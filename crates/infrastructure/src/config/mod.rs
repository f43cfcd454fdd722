//! Application configuration
//!
//! Sources, lowest precedence first: built-in defaults, an optional
//! `config.toml`, then `ROUTENAV__*` environment variables
//! (e.g. `ROUTENAV__PLACES__API_KEY`, `ROUTENAV__LOCATION__LATITUDE`).
//! `GOOGLE_MAPS_API_KEY` supplies the key when no other source does.

mod device;
mod integrations;

use std::path::Path;

use application::ApplicationError;
use integration_places::NominatimConfig;
use secrecy::{ExposeSecret, SecretString};
use serde::{Deserialize, Serialize};
use tracing::debug;

pub use device::{LocationAppConfig, LoggingAppConfig, NavigationAppConfig, WorkflowAppConfig};
pub use integrations::{DirectionsAppConfig, PlacesAppConfig};

/// Environment variable prefix
pub const ENV_PREFIX: &str = "ROUTENAV";

/// Fallback environment variable for the Google Maps API key
pub const GOOGLE_MAPS_API_KEY_ENV: &str = "GOOGLE_MAPS_API_KEY";

/// Main application configuration
#[derive(Debug, Clone, Default, Serialize, Deserialize)]
pub struct AppConfig {
    /// Places search
    #[serde(default)]
    pub places: PlacesAppConfig,

    /// Driving directions
    #[serde(default)]
    pub directions: DirectionsAppConfig,

    /// Reverse geocoding
    #[serde(default)]
    pub geocoding: NominatimConfig,

    /// Simulated device location
    #[serde(default)]
    pub location: LocationAppConfig,

    /// Navigation handoff
    #[serde(default)]
    pub navigation: NavigationAppConfig,

    /// Workflow timeouts
    #[serde(default)]
    pub workflow: WorkflowAppConfig,

    /// Log output
    #[serde(default)]
    pub logging: LoggingAppConfig,
}

impl AppConfig {
    /// Load configuration from `config.toml` (if present) and the environment
    pub fn load() -> Result<Self, config::ConfigError> {
        Self::load_from(Path::new("config.toml"))
    }

    /// Load configuration from the given file (if present) and the environment
    pub fn load_from(path: &Path) -> Result<Self, config::ConfigError> {
        debug!(path = %path.display(), "Loading configuration");

        let builder = config::Config::builder()
            .add_source(config::File::from(path).required(false))
            // Override with environment variables (e.g., ROUTENAV__PLACES__RADIUS_METERS)
            .add_source(
                config::Environment::with_prefix(ENV_PREFIX)
                    .prefix_separator("__")
                    .separator("__")
                    .try_parsing(true),
            );

        let mut config: Self = builder.build()?.try_deserialize()?;
        config.apply_api_key_fallback(std::env::var(GOOGLE_MAPS_API_KEY_ENV).ok());
        Ok(config)
    }

    /// Use `key` as the places key when none is configured
    ///
    /// Blank values are ignored.
    pub fn apply_api_key_fallback(&mut self, key: Option<String>) {
        if self.places.api_key.is_some() {
            return;
        }
        if let Some(key) = key.filter(|k| !k.trim().is_empty()) {
            debug!("Using {GOOGLE_MAPS_API_KEY_ENV} as Google Maps API key");
            self.places.api_key = Some(SecretString::from(key));
        }
    }

    /// Key used for directions requests
    #[must_use]
    pub fn directions_api_key(&self) -> Option<&SecretString> {
        self.directions
            .api_key
            .as_ref()
            .or(self.places.api_key.as_ref())
    }

    /// Check the configuration for values that would make every request fail
    ///
    /// # Errors
    ///
    /// Returns `ApplicationError::Configuration` listing every problem found.
    pub fn validate(&self) -> Result<(), ApplicationError> {
        let mut problems = Vec::new();

        if self
            .places
            .api_key
            .as_ref()
            .is_none_or(|k| k.expose_secret().trim().is_empty())
        {
            problems.push(format!(
                "no Google Maps API key (set {ENV_PREFIX}__PLACES__API_KEY or {GOOGLE_MAPS_API_KEY_ENV})"
            ));
        }

        if self.places.timeout_secs == 0 {
            problems.push("places.timeout_secs must be greater than 0".to_string());
        }
        if self.places.radius_meters == 0 || self.places.radius_meters > 50_000 {
            problems.push("places.radius_meters must be between 1 and 50000".to_string());
        }
        if self.directions.timeout_secs == 0 {
            problems.push("directions.timeout_secs must be greater than 0".to_string());
        }
        if self.geocoding.timeout_secs == 0 {
            problems.push("geocoding.timeout_secs must be greater than 0".to_string());
        }
        for name in self.workflow.zero_timeouts() {
            problems.push(format!("{name} must be greater than 0"));
        }
        if let Err(e) = self.location.coordinate() {
            problems.push(e.to_string());
        }

        if problems.is_empty() {
            Ok(())
        } else {
            Err(ApplicationError::Configuration(problems.join("; ")))
        }
    }
}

### What is expected
Check each line of the records for the string "when" and state how many lines contain it. Give only the number.

### Task output
2